Records from a data collection:
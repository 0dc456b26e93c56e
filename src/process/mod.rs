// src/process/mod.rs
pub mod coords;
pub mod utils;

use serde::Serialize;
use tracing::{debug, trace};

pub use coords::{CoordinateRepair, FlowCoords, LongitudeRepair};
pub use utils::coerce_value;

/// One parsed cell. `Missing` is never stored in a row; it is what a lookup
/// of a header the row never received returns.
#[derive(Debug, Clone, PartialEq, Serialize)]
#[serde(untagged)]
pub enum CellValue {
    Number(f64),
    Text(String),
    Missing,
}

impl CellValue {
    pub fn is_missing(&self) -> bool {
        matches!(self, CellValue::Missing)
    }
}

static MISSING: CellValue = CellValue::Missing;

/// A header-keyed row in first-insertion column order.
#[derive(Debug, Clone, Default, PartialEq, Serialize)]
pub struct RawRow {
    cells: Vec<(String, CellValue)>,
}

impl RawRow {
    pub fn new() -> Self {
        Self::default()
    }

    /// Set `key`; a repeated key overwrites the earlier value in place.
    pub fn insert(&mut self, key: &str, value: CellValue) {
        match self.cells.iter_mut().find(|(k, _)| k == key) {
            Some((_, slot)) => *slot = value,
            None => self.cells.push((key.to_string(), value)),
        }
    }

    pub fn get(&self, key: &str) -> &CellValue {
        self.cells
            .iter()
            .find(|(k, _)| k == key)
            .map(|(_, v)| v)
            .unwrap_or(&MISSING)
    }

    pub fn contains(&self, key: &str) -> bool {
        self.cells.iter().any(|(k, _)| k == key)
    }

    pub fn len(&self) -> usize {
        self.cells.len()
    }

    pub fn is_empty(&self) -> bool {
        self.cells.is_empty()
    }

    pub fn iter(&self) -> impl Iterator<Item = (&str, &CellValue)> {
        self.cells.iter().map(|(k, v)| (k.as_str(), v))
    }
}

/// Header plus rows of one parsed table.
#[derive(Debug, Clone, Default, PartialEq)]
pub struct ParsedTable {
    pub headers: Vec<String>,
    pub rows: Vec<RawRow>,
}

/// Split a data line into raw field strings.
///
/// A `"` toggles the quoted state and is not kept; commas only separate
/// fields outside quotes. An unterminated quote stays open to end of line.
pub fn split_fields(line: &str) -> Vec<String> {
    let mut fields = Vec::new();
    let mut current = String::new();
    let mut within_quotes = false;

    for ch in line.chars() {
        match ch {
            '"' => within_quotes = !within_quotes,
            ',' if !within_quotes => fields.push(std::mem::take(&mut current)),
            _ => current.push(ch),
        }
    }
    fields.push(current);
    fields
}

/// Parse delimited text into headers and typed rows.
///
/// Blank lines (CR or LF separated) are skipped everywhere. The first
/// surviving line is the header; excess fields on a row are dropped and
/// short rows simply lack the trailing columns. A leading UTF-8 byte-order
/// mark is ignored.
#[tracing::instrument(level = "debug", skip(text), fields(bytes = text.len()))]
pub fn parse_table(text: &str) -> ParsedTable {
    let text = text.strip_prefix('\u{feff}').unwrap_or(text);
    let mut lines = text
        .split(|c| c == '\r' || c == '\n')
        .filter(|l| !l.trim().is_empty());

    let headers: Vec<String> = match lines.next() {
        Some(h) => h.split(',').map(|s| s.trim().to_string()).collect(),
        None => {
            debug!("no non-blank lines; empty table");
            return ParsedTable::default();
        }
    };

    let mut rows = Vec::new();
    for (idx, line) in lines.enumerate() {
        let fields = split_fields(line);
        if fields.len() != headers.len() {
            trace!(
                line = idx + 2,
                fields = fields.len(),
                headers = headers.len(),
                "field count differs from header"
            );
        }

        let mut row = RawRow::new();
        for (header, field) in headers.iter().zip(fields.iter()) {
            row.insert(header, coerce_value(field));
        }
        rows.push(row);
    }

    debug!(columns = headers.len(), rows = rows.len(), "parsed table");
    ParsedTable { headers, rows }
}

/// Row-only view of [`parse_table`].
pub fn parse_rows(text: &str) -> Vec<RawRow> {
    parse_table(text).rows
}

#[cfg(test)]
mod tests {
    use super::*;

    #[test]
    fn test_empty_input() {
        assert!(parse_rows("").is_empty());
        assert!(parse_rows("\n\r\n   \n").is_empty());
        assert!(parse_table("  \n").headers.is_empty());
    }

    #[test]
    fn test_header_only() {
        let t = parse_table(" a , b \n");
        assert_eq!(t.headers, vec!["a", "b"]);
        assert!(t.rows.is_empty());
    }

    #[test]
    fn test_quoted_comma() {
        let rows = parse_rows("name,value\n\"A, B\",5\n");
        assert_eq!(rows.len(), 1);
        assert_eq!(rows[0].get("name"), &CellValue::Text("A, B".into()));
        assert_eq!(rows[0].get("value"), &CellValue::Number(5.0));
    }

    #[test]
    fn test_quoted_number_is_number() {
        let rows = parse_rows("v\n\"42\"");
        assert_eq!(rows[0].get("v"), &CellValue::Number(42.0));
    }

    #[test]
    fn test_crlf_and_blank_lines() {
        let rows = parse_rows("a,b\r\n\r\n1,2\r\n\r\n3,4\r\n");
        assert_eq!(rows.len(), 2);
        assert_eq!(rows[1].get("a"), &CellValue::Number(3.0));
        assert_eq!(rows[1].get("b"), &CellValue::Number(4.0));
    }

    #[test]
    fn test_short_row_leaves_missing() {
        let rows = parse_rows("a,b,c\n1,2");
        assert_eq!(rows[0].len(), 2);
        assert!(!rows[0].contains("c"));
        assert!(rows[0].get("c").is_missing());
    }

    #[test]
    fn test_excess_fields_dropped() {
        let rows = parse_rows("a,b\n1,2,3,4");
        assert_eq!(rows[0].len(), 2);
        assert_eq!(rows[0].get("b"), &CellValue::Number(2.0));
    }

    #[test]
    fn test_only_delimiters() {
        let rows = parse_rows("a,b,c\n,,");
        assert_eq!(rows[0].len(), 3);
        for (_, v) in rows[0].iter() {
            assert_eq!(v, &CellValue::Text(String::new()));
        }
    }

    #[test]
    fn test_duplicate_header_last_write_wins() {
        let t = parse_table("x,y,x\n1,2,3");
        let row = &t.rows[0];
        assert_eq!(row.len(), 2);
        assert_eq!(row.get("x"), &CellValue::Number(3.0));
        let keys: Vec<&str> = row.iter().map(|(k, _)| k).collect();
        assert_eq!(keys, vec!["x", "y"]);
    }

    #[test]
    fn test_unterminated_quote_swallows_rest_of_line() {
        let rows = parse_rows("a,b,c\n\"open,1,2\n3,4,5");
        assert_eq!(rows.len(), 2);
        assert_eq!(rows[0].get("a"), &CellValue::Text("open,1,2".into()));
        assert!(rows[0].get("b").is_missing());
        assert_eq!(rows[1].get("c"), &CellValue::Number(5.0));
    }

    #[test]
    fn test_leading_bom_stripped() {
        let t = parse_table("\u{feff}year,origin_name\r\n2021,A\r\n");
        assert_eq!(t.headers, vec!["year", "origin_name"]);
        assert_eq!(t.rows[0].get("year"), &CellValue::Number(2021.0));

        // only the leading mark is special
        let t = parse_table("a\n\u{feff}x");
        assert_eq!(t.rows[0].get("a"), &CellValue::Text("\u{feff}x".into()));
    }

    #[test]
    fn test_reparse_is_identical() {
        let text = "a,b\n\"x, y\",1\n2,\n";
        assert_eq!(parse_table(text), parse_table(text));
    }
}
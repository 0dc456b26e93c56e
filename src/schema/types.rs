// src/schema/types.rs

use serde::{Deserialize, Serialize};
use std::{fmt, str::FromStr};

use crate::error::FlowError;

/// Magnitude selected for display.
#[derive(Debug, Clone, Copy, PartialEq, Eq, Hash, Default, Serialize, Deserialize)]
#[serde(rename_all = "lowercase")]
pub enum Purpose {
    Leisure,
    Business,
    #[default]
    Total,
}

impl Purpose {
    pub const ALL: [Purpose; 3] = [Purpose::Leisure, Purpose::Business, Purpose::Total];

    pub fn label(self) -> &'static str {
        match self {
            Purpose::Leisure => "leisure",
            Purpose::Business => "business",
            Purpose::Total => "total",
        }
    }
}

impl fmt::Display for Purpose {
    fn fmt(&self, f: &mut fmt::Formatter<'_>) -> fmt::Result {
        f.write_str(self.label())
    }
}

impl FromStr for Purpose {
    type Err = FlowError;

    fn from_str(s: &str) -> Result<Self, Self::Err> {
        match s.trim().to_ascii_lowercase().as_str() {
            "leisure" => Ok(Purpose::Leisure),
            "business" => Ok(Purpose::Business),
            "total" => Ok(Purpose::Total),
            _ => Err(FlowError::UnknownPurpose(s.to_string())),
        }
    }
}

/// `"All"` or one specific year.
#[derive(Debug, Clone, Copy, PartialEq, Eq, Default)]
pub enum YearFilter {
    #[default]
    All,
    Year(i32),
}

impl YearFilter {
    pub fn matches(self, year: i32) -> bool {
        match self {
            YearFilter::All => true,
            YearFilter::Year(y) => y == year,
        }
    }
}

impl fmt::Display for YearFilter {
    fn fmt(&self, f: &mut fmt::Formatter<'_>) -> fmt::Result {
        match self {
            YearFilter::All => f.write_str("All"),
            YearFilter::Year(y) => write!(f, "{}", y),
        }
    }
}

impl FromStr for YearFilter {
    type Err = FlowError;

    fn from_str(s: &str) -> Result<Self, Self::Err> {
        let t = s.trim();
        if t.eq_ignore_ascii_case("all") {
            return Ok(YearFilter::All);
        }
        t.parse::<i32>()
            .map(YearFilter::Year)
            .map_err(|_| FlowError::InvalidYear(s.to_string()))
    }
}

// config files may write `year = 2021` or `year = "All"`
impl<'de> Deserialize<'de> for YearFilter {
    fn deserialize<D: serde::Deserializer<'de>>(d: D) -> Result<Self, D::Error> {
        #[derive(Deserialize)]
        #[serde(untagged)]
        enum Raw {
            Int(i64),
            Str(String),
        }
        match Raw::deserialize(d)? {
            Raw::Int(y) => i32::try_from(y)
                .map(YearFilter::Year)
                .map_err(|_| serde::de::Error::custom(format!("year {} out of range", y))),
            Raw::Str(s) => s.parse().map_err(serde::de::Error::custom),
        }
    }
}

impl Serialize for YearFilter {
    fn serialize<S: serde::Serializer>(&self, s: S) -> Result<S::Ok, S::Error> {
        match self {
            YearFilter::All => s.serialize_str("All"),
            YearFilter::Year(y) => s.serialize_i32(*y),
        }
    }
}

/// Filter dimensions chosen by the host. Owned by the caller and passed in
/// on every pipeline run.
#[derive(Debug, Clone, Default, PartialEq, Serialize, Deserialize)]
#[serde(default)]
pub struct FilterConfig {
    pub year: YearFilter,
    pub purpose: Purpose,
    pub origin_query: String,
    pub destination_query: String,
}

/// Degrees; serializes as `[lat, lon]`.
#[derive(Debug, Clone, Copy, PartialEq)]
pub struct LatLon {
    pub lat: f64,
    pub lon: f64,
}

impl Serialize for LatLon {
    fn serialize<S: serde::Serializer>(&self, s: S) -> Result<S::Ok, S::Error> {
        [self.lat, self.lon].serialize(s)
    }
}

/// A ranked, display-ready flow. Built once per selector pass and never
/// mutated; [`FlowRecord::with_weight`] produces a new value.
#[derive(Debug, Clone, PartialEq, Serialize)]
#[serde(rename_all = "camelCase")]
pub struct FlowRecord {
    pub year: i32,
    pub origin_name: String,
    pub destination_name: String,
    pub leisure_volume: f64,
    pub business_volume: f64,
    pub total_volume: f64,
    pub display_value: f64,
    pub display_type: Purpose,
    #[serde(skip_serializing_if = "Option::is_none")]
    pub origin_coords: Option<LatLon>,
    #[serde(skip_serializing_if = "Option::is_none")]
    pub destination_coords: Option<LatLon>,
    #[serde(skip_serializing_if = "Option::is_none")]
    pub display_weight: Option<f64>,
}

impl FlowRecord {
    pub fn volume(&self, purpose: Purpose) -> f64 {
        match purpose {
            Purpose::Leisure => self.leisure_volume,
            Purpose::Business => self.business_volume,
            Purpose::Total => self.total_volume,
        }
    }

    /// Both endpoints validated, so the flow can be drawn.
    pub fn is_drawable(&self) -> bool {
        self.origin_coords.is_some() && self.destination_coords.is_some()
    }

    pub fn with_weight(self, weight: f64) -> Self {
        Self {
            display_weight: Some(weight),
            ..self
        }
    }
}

WORK INSTRUCTION: The line with "pub fn volume(&self, purpose: Purpose)", the last line of the data above, and every line between them should be duplicated exactly, with nothing else.

REPLY:
    pub fn volume(&self, purpose: Purpose) -> f64 {
        match purpose {
            Purpose::Leisure => self.leisure_volume,
            Purpose::Business => self.business_volume,
            Purpose::Total => self.total_volume,
        }
    }

    /// Both endpoints validated, so the flow can be drawn.
    pub fn is_drawable(&self) -> bool {
        self.origin_coords.is_some() && self.destination_coords.is_some()
    }

    pub fn with_weight(self, weight: f64) -> Self {
        Self {
            display_weight: Some(weight),
            ..self
        }
    }
}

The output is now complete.